* PROBLEM REQUIREMENTS: Please give back word for word the lines of the material below between the line containing "is the HTTP" and the line containing "async fn list_trips(&self, params: &TripListParams)", inclusive.

|---|

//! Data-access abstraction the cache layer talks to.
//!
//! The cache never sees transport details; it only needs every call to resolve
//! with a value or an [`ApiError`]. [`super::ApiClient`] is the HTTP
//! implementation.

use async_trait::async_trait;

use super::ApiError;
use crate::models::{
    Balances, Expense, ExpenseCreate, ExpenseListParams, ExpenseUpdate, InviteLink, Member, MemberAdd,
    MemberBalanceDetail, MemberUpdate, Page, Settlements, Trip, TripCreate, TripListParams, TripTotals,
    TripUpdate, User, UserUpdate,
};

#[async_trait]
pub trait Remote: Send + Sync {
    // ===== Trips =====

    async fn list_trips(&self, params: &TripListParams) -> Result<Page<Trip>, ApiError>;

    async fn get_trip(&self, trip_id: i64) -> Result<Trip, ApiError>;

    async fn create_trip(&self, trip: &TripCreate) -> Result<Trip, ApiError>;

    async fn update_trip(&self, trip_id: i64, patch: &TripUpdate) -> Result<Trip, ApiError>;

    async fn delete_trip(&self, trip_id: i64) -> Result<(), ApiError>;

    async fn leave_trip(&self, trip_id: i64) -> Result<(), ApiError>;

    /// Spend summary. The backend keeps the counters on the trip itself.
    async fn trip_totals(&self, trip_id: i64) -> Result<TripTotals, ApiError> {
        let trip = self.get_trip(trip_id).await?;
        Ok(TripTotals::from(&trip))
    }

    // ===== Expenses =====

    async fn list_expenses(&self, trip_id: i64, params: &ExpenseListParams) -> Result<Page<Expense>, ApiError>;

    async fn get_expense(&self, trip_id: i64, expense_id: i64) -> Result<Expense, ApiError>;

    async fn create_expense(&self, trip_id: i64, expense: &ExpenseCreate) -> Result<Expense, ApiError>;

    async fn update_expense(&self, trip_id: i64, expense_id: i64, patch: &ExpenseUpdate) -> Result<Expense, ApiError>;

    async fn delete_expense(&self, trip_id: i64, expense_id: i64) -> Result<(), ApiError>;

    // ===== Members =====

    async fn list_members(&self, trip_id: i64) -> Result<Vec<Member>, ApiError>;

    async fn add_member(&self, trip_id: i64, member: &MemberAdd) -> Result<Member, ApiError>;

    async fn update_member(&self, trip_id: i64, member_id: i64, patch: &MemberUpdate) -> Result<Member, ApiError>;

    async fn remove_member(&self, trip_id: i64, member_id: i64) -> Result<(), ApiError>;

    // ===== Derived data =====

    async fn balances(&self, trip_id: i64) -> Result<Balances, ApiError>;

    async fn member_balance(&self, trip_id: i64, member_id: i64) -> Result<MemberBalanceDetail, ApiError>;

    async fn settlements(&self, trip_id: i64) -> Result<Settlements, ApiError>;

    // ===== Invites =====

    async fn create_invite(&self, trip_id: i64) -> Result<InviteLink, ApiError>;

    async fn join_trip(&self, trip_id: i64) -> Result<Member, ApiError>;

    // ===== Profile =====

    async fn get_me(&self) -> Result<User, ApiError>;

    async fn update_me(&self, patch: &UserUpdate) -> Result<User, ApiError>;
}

|---|

* RESULT OF THE EXERCISE:
//! with a value or an [`ApiError`]. [`super::ApiClient`] is the HTTP
//! implementation.

use async_trait::async_trait;

use super::ApiError;
use crate::models::{
    Balances, Expense, ExpenseCreate, ExpenseListParams, ExpenseUpdate, InviteLink, Member, MemberAdd,
    MemberBalanceDetail, MemberUpdate, Page, Settlements, Trip, TripCreate, TripListParams, TripTotals,
    TripUpdate, User, UserUpdate,
};

#[async_trait]
pub trait Remote: Send + Sync {
    // ===== Trips =====

    async fn list_trips(&self, params: &TripListParams) -> Result<Page<Trip>, ApiError>;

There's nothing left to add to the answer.